Encapsulating cells in alginate hydrogel droplets was first described in the 1980s and various formulations are still under investigation for constructing artificial organs for, for example, treatment of Type I diabetes. Recently, two commercial alginate-based 3D cell culture systems have made their appearance. Cells are immobilized in an alginate foam-like scaffold and can then proceed to grow in three dimensions. Publications describing these 3D cell culture systems have begun to appear demonstrating their utility in several areas. Especially important for the use of alginate in 3D cell culture is the ability to change the physical characteristics of the hydrogel by changing the amount or type of gelling ions and/or alginate. One can now tailor-make an environment to which cells can adapt or differentiate.
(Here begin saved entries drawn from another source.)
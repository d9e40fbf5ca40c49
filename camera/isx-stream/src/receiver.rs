use std::net::{SocketAddr, UdpSocket};
use std::sync::{
    Arc,
    atomic::{AtomicBool, AtomicU64, Ordering},
    mpsc::{SyncSender, TrySendError},
};

use socket2::{Domain, Protocol, Socket, Type};
use tracing::{debug, error, info, warn};

use isx_stream_types::StreamCounters;

use crate::depay::{AssembledFrame, Depayloader};
use crate::frame::HostTimingInfo;
use crate::geometry::StreamGeometry;
use crate::rtp::RtpPacket;
use crate::{Error, Result};

/// Largest possible UDP datagram.
const MAX_DATAGRAM: usize = 65_536;

pub(crate) type ReceiverMsg = std::result::Result<ReceivedFrame, Error>;

pub(crate) struct ReceivedFrame {
    pub(crate) frame: AssembledFrame,
    pub(crate) host_timing: HostTimingInfo,
}

#[derive(Default)]
pub(crate) struct Counters {
    packets_received: AtomicU64,
    packets_invalid: AtomicU64,
    frames_complete: AtomicU64,
    frames_incomplete: AtomicU64,
    frames_dropped_queue_full: AtomicU64,
}

impl Counters {
    /// Snapshot of the receiver-side counts. Consumer-side fields are zero.
    pub(crate) fn snapshot(&self) -> StreamCounters {
        StreamCounters {
            packets_received: self.packets_received.load(Ordering::Relaxed),
            packets_invalid: self.packets_invalid.load(Ordering::Relaxed),
            frames_complete: self.frames_complete.load(Ordering::Relaxed),
            frames_incomplete: self.frames_incomplete.load(Ordering::Relaxed),
            frames_dropped_queue_full: self.frames_dropped_queue_full.load(Ordering::Relaxed),
            ..Default::default()
        }
    }
}

fn incr(counter: &AtomicU64) {
    counter.fetch_add(1, Ordering::Relaxed);
}

/// Open the UDP socket, asking the OS for a receive buffer of `buffer_size`
/// bytes.
pub(crate) fn bind_socket(addr: SocketAddr, buffer_size: usize) -> Result<UdpSocket> {
    let socket = Socket::new(Domain::for_address(addr), Type::DGRAM, Some(Protocol::UDP))?;
    if let Err(e) = socket.set_recv_buffer_size(buffer_size) {
        warn!("could not set receive buffer to {buffer_size} bytes: {e}");
    }
    let actual = socket.recv_buffer_size()?;
    if actual < buffer_size {
        warn!(
            "receive buffer is {actual} bytes, less than the requested {buffer_size}. \
            Frames may be lost. Raise net.core.rmem_max to fix."
        );
    }
    socket.bind(&addr.into())?;
    Ok(socket.into())
}

/// A running receiver thread.
pub(crate) struct ReceiverHandle {
    is_done: Arc<AtomicBool>,
    join_handle: Option<std::thread::JoinHandle<()>>,
}

impl ReceiverHandle {
    /// A handle with no thread behind it.
    #[cfg(test)]
    pub(crate) fn detached() -> Self {
        Self {
            is_done: Arc::new(AtomicBool::new(false)),
            join_handle: None,
        }
    }

    /// Signal the thread to stop and wait for it.
    pub(crate) fn stop(&mut self) {
        self.is_done.store(true, Ordering::Relaxed);
        if let Some(join_handle) = self.join_handle.take() {
            if join_handle.join().is_err() {
                error!("receiver thread panicked");
            }
        }
    }
}

impl Drop for ReceiverHandle {
    fn drop(&mut self) {
        self.stop();
    }
}

pub(crate) struct ReceiverParams {
    pub(crate) geometry: StreamGeometry,
    pub(crate) read_timeout: std::time::Duration,
    pub(crate) deliver_incomplete_frames: bool,
}

pub(crate) fn spawn(
    socket: UdpSocket,
    params: ReceiverParams,
    tx: SyncSender<ReceiverMsg>,
    counters: Arc<Counters>,
) -> Result<ReceiverHandle> {
    socket.set_read_timeout(Some(params.read_timeout))?;
    let local_addr = socket.local_addr()?;

    let is_done = Arc::new(AtomicBool::new(false));
    let flag = is_done.clone();
    let thread_builder =
        std::thread::Builder::new().name(format!("isx-stream-rx-{}", local_addr.port()));
    let join_handle = thread_builder.spawn(move || {
        let mut receiver = Receiver {
            socket,
            depay: Depayloader::new(&params.geometry),
            deliver_incomplete_frames: params.deliver_incomplete_frames,
            tx,
            counters,
            fno: 0,
        };
        receiver.run(&flag);
        debug!(
            "closing thread {:?} ({:?})",
            std::thread::current().name(),
            std::thread::current().id(),
        );
    })?;
    info!("listening for the real-time stream on {local_addr}");

    Ok(ReceiverHandle {
        is_done,
        join_handle: Some(join_handle),
    })
}

struct Receiver {
    socket: UdpSocket,
    depay: Depayloader,
    deliver_incomplete_frames: bool,
    tx: SyncSender<ReceiverMsg>,
    counters: Arc<Counters>,
    fno: u64,
}

/// Whether the receive loop should keep going.
enum Flow {
    Continue,
    Stop,
}

impl Receiver {
    fn run(&mut self, is_done: &AtomicBool) {
        let mut buf = vec![0u8; MAX_DATAGRAM];
        while !is_done.load(Ordering::Relaxed) {
            let n = match self.socket.recv(&mut buf) {
                Ok(n) => n,
                Err(e) => match e.kind() {
                    std::io::ErrorKind::WouldBlock
                    | std::io::ErrorKind::TimedOut
                    | std::io::ErrorKind::Interrupted => continue,
                    // Reported on some platforms after an ICMP port
                    // unreachable; the socket stays usable.
                    std::io::ErrorKind::ConnectionReset => {
                        self.depay.reset();
                        continue;
                    }
                    _ => {
                        error!("error receiving from socket: {e}");
                        if self.tx.try_send(Err(e.into())).is_err() {
                            error!("could not report socket error to consumer");
                        }
                        return;
                    }
                },
            };
            if let Flow::Stop = self.handle_datagram(&buf[..n]) {
                return;
            }
        }
    }

    fn handle_datagram(&mut self, buf: &[u8]) -> Flow {
        incr(&self.counters.packets_received);
        let packet = match RtpPacket::parse(buf) {
            Ok(packet) => packet,
            Err(e) => {
                debug!("ignoring datagram of {} bytes: {e}", buf.len());
                incr(&self.counters.packets_invalid);
                return Flow::Continue;
            }
        };

        let (finished, result) = self.depay.push(&packet);
        if let Err(e) = result {
            debug!("bad payload in packet {}: {e}", packet.sequence_number);
            incr(&self.counters.packets_invalid);
        }

        let now = chrono::Utc::now();
        for frame in finished {
            self.fno += 1;
            // Counted after the frame is queued so that a consumer seeing
            // the count can also receive the frame.
            let counter = if frame.complete {
                &self.counters.frames_complete
            } else {
                &self.counters.frames_incomplete
            };
            if !frame.complete && !self.deliver_incomplete_frames {
                warn!("dropping incomplete frame (rtp timestamp {})", frame.rtp_timestamp);
                incr(counter);
                continue;
            }

            let msg = Ok(ReceivedFrame {
                frame,
                host_timing: HostTimingInfo {
                    fno: self.fno,
                    datetime: now,
                },
            });
            let sent = self.tx.try_send(msg);
            incr(counter);
            match sent {
                Ok(()) => {}
                Err(TrySendError::Full(_msg)) => {
                    warn!("channel full, dropping frame");
                    incr(&self.counters.frames_dropped_queue_full);
                }
                Err(TrySendError::Disconnected(_msg)) => {
                    debug!("frame consumer disconnected");
                    return Flow::Stop;
                }
            }
        }
        Flow::Continue
    }
}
In fields as diverse as tissue engineering and drug discovery, alginate-based 3D cell culture systems show a significant advantage over classical 2D culture techniques. In addition, automation of 3D culture techniques, especially for high throughput screening will greatly increase the use of culturing cells in this manner. Although most in vitro cell-based assays were originally designed using 2D cell cultures, it will be important to validate assays using a 3D culture system. New or adjusted detection chemistries may need to be developed in order to optimize the 3D cell model. This should not be detrimental to the use of 3D culture systems but rather an opportunity to improve and customize assay systems for multi-cellular structures.
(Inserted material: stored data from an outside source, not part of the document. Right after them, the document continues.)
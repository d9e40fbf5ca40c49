use time::{UtcOffset, format_description::well_known::Iso8601};
use tracing_subscriber::{
    EnvFilter,
    fmt::{self, time::OffsetTime},
    layer::SubscriberExt,
};

/// Filter used when `RUST_LOG` is not set.
const DEFAULT_FILTER: &str = "isx_stream=info,isx_stream_cli=info,warn";

/// Install the global subscriber, logging to stderr and, if `path` is given,
/// to a file.
pub(crate) fn initiate_logging<P: AsRef<std::path::Path>>(path: Option<P>) -> anyhow::Result<()> {
    // Fixed offset from the timezone at startup.
    let timer = OffsetTime::new(
        UtcOffset::from_whole_seconds(chrono::Local::now().offset().local_minus_utc())?,
        Iso8601::DEFAULT,
    );

    let file_layer = if let Some(path) = &path {
        let file = std::fs::File::create(path)?;
        let file_writer = std::sync::Mutex::new(file);
        Some(
            fmt::layer()
                .with_timer(timer.clone())
                .with_writer(file_writer)
                .with_ansi(false)
                .with_file(true)
                .with_line_number(true),
        )
    } else {
        None
    };

    let console_layer = fmt::layer()
        .with_timer(timer)
        .with_writer(std::io::stderr)
        .with_ansi(!cfg!(windows));

    let filter =
        EnvFilter::try_from_default_env().unwrap_or_else(|_| EnvFilter::new(DEFAULT_FILTER));

    let collector = tracing_subscriber::registry()
        .with(file_layer)
        .with(console_layer)
        .with(filter);
    tracing::subscriber::set_global_default(collector)?;

    let log_var = if let Ok(var) = std::env::var("RUST_LOG") {
        format!(" with RUST_LOG=\"{var}\".")
    } else {
        format!(" with default filter \"{DEFAULT_FILTER}\".")
    };
    if let Some(path) = &path {
        tracing::debug!(
            "Logging initiated to file \"{}\"{log_var}",
            path.as_ref().display()
        );
    }
    tracing::debug!("Logging initiated to console{log_var}");

    Ok(())
}

#[cfg(test)]
mod tests {
    use super::*;

    #[test]
    fn default_filter_is_valid() {
        assert!(EnvFilter::try_new(DEFAULT_FILTER).is_ok());
    }

    #[test]
    fn log_file_is_created() {
        let dir = tempfile::tempdir().unwrap();
        let path = dir.path().join("isx-stream.log");
        // Only one global subscriber can be installed per process.
        let _ = initiate_logging(Some(&path));
        assert!(path.exists());
    }
}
The future promises ingenuity in adapting 3D culture systems into the fields of regenerative medicine. Supporting and improving cardiac function after infarct, correcting osteoarthritic cartilage degradation, and providing artificial skin for in vitro safety studies are among the fields 3D culture can bring new products and ideas. Finally, the adaptation of 3D bioprinting using an alginate-based bio-ink shows great promise. Patient-specific printed constructs can soon be made using alginate and a patient’s own cells. The availability of a commercial ultrapure, low endotoxin sodium alginate as well as peptide‑coupled alginate allows discrete cell signaling to be applied during 3D cell growth.